ASSIGNED TASK = Wherever the string "exists" appears in the entries below, return the line that holds it.

INPUT RECORDS =
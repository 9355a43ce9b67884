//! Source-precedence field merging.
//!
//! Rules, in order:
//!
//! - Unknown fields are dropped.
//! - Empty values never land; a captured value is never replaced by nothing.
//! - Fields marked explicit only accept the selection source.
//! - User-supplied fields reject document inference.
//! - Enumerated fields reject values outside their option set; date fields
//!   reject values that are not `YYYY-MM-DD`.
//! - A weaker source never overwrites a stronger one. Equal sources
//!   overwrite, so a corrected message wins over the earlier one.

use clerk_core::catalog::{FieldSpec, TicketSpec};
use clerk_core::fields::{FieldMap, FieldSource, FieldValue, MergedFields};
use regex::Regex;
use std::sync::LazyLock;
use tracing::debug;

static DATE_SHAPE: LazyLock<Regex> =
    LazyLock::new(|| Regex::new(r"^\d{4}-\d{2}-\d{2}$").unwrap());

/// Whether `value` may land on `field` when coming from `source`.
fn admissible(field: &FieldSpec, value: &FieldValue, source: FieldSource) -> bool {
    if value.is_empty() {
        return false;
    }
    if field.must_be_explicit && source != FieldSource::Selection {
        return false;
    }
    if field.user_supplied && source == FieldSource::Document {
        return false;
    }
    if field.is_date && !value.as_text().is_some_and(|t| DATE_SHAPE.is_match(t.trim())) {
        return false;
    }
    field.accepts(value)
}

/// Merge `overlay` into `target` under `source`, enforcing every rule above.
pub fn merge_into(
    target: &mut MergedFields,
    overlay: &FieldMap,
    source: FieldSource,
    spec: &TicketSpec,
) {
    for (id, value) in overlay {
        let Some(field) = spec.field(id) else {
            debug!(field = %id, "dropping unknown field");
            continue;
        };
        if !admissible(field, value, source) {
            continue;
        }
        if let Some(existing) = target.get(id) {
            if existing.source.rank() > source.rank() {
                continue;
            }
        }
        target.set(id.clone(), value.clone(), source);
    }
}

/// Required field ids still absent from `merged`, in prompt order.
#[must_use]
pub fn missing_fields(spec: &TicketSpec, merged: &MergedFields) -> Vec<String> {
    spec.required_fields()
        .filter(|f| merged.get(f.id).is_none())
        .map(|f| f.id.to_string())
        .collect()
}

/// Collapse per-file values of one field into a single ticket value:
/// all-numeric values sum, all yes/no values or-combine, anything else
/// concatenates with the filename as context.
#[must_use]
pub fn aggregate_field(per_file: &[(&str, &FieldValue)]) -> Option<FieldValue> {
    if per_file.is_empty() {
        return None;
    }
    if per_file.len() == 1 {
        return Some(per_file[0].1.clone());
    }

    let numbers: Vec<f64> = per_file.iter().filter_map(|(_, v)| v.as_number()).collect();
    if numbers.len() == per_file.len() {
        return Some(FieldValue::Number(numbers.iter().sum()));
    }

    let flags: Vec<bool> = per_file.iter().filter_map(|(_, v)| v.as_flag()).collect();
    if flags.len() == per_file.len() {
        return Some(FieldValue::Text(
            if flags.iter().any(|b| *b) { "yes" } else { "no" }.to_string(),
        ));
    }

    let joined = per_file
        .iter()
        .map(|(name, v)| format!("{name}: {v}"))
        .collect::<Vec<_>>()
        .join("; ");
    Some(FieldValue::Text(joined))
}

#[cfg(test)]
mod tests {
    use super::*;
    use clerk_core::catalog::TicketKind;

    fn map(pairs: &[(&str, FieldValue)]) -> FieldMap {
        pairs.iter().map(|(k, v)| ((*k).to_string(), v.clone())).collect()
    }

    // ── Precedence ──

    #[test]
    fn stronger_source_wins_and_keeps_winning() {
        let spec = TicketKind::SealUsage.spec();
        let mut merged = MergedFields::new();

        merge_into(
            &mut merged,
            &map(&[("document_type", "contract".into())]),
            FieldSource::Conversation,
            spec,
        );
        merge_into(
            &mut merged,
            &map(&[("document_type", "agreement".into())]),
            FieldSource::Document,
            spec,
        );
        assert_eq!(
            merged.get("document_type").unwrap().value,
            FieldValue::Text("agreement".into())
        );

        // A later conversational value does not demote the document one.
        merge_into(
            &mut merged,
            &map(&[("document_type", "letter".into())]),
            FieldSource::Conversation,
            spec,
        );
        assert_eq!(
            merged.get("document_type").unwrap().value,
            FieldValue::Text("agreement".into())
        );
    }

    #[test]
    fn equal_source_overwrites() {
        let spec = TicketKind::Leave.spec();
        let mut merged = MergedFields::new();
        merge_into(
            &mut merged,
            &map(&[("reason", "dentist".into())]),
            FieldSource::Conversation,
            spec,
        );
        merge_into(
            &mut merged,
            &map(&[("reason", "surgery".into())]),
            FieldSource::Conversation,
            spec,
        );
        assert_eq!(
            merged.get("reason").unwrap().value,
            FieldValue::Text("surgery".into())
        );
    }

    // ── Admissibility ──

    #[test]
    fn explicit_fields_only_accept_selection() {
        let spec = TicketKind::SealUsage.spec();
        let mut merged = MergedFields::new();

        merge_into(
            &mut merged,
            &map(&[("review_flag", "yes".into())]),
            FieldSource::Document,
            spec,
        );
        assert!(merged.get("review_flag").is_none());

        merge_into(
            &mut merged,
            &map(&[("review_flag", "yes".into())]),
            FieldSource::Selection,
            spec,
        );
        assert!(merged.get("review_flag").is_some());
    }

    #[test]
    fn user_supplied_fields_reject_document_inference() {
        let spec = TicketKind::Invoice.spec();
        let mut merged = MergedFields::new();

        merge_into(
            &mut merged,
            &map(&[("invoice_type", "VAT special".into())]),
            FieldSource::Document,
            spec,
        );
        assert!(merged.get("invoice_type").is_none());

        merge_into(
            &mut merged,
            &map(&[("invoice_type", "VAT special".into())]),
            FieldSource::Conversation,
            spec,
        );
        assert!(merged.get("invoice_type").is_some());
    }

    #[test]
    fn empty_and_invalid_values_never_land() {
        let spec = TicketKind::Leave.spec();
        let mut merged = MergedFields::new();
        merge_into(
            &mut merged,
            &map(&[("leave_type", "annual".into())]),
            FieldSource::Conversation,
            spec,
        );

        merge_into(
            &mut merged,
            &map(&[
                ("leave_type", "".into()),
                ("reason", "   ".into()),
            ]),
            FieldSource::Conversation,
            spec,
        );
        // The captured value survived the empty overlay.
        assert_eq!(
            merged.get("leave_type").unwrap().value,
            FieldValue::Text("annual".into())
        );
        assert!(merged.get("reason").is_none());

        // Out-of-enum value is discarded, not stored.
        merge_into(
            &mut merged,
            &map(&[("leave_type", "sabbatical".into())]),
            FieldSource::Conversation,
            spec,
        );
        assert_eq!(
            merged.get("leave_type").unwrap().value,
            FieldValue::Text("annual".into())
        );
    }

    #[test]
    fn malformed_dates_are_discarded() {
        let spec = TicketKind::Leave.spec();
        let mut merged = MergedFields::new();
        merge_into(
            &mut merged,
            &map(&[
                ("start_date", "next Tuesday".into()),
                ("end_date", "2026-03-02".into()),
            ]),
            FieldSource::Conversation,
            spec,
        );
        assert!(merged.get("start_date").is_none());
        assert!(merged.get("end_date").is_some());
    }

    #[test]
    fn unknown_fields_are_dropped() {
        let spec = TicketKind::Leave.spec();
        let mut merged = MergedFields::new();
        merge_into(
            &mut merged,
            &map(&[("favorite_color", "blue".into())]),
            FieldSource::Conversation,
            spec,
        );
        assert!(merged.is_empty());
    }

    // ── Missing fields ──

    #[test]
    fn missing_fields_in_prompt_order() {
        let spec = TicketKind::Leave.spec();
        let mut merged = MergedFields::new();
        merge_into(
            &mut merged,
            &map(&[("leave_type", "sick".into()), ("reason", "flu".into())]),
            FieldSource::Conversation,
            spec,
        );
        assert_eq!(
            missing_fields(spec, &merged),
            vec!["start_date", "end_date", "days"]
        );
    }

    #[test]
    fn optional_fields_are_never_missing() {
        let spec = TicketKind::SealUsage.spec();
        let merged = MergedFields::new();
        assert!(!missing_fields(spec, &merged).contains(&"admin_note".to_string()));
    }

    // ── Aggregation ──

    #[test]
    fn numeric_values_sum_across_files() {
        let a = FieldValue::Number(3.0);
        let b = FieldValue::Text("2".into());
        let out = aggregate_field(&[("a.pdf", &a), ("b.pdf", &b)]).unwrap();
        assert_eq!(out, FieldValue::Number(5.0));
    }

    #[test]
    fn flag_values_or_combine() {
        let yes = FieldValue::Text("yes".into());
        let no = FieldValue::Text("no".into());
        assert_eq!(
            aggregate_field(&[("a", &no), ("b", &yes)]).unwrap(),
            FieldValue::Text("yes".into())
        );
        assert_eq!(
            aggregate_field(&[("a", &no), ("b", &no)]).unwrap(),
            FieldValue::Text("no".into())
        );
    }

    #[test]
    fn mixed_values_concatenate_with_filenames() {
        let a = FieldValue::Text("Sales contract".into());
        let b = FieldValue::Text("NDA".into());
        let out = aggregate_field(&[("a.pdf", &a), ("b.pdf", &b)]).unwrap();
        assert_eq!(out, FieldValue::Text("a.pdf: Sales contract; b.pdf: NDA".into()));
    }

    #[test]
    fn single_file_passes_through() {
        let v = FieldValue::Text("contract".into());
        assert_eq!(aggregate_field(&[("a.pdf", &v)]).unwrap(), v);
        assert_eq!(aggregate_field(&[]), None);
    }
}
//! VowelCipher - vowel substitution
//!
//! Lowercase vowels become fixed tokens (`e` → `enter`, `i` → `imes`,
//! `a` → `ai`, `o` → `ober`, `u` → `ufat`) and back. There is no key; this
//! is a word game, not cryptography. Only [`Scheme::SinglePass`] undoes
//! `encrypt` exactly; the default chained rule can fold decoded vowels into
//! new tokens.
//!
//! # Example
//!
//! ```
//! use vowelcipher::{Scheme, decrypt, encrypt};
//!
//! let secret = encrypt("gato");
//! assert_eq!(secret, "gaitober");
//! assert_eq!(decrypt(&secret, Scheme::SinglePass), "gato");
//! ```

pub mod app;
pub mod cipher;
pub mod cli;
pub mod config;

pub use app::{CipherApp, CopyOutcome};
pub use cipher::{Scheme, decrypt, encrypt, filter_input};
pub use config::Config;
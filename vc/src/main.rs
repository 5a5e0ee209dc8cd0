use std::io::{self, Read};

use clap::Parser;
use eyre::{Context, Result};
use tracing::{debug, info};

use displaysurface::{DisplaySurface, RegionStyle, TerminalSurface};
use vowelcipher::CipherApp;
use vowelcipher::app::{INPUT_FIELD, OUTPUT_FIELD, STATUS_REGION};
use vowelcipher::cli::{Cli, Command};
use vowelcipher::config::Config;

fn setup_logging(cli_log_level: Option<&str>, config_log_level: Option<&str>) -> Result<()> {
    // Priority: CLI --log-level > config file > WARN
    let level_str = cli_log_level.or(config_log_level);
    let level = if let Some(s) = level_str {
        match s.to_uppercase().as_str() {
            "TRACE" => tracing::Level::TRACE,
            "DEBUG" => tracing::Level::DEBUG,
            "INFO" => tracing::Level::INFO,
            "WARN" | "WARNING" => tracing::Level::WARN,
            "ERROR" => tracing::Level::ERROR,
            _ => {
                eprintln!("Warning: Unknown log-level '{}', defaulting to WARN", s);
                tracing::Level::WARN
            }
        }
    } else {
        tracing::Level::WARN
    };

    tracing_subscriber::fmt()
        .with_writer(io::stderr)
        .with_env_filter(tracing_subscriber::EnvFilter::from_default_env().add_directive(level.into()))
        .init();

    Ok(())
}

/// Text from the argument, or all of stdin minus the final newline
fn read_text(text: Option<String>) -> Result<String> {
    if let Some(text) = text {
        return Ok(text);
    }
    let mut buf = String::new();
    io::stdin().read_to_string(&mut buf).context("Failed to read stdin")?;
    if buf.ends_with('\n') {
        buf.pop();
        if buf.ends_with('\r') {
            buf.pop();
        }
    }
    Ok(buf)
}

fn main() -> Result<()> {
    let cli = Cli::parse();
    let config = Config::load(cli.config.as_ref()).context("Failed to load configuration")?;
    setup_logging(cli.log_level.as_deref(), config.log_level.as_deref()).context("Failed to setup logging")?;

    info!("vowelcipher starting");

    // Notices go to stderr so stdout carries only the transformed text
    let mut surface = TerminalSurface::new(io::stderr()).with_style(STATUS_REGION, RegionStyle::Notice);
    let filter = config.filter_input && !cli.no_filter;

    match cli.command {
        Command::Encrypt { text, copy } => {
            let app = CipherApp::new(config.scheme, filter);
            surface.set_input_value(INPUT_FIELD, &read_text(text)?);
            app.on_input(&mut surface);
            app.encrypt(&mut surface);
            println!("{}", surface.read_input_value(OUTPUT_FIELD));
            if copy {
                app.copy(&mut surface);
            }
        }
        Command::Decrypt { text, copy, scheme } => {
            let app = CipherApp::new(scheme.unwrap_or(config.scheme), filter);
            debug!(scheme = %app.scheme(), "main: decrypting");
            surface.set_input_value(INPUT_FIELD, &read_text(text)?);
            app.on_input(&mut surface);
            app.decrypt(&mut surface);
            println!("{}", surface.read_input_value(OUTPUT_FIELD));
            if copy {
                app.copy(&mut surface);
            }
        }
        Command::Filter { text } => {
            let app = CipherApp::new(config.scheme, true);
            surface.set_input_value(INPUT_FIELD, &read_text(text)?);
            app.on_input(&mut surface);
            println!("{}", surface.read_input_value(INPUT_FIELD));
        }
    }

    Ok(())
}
--
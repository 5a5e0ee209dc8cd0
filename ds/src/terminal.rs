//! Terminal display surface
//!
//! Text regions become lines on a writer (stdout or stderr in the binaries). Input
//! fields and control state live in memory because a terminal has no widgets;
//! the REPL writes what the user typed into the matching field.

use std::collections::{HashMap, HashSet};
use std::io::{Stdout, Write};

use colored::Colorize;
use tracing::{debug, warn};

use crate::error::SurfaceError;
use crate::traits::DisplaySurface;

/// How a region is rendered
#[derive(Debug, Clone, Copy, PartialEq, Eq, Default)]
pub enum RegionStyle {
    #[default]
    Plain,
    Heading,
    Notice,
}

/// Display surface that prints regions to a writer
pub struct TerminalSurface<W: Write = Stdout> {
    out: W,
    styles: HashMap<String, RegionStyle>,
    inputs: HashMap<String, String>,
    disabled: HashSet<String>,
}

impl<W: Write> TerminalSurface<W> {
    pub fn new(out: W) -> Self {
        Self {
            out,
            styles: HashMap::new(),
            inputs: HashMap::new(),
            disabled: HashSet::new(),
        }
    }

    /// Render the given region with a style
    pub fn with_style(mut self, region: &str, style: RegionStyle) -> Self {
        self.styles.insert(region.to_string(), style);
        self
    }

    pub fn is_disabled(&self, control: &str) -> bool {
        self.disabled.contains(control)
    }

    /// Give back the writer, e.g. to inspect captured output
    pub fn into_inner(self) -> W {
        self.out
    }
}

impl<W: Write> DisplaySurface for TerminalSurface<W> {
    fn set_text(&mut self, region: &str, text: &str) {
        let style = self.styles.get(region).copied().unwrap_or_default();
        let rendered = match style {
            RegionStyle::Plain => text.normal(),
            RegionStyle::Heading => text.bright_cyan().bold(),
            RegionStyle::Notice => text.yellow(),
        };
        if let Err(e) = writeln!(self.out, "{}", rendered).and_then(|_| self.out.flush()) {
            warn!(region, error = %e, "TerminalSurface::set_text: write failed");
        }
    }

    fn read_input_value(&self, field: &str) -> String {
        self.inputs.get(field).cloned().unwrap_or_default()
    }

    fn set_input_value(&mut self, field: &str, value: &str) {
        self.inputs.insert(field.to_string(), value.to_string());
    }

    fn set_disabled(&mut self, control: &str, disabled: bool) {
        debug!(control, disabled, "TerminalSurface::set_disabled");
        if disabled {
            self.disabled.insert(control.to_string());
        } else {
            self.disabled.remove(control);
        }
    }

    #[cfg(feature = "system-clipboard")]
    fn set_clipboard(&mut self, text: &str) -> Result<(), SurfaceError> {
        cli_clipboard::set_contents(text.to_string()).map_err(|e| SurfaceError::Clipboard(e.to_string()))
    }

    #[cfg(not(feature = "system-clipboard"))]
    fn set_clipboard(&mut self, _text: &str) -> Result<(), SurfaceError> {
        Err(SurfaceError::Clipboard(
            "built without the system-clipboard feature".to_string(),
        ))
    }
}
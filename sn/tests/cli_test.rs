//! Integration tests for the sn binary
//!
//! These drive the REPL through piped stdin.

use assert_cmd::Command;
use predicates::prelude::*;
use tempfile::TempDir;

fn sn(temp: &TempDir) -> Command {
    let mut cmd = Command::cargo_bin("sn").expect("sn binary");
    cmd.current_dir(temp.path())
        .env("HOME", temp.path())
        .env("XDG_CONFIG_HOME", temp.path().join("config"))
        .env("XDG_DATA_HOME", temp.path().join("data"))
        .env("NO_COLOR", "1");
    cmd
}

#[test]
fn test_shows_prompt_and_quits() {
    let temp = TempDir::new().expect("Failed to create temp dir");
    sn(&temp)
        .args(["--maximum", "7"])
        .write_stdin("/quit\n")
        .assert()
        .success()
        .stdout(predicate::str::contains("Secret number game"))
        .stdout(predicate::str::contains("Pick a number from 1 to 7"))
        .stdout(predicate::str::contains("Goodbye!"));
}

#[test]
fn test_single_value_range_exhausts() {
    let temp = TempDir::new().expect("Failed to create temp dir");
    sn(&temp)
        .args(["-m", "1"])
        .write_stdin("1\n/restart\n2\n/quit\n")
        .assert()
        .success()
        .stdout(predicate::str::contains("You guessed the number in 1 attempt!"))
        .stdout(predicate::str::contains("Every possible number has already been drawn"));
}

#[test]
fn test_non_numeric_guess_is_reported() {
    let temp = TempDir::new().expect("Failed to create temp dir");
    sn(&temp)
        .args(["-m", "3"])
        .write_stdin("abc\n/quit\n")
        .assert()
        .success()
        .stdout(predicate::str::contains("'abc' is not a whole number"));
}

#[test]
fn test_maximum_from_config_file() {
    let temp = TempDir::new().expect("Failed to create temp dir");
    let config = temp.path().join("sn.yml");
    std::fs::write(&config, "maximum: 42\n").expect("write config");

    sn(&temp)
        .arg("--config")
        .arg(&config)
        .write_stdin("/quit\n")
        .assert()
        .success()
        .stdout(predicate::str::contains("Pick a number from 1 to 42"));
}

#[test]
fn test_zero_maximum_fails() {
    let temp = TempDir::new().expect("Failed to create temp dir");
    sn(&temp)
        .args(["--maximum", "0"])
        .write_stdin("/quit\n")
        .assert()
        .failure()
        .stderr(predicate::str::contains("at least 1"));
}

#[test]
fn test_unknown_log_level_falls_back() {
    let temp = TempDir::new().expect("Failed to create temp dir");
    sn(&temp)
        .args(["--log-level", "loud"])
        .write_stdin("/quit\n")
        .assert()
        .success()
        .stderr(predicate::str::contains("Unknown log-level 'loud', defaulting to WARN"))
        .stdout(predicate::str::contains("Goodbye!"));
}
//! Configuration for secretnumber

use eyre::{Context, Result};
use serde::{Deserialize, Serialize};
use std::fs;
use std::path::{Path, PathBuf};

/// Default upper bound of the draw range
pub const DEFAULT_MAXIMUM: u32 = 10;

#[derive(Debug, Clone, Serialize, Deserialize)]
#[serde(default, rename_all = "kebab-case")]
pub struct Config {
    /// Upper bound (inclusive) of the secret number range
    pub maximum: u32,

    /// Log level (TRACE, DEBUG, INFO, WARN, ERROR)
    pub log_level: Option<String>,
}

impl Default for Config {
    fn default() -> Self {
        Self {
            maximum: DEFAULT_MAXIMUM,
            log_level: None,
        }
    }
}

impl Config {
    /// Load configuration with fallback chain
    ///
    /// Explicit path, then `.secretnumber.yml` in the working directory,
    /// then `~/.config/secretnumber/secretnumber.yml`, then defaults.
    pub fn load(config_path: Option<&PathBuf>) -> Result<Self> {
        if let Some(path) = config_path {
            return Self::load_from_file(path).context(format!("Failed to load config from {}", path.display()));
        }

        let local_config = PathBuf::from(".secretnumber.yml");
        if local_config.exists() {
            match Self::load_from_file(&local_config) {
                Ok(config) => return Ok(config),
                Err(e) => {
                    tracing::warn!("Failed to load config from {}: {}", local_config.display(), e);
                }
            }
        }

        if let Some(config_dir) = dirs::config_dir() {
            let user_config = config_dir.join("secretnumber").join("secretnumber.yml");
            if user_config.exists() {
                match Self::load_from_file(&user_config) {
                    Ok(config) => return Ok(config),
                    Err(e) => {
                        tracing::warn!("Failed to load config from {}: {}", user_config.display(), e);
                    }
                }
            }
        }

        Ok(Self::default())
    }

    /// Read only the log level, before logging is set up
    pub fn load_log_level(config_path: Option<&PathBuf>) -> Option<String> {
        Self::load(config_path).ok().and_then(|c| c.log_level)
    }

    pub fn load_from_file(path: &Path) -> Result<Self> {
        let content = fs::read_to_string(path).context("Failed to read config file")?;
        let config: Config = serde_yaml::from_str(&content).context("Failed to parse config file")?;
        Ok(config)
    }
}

RESULT OF THIS TASK =
        if local_config.exists() {
            if user_config.exists() {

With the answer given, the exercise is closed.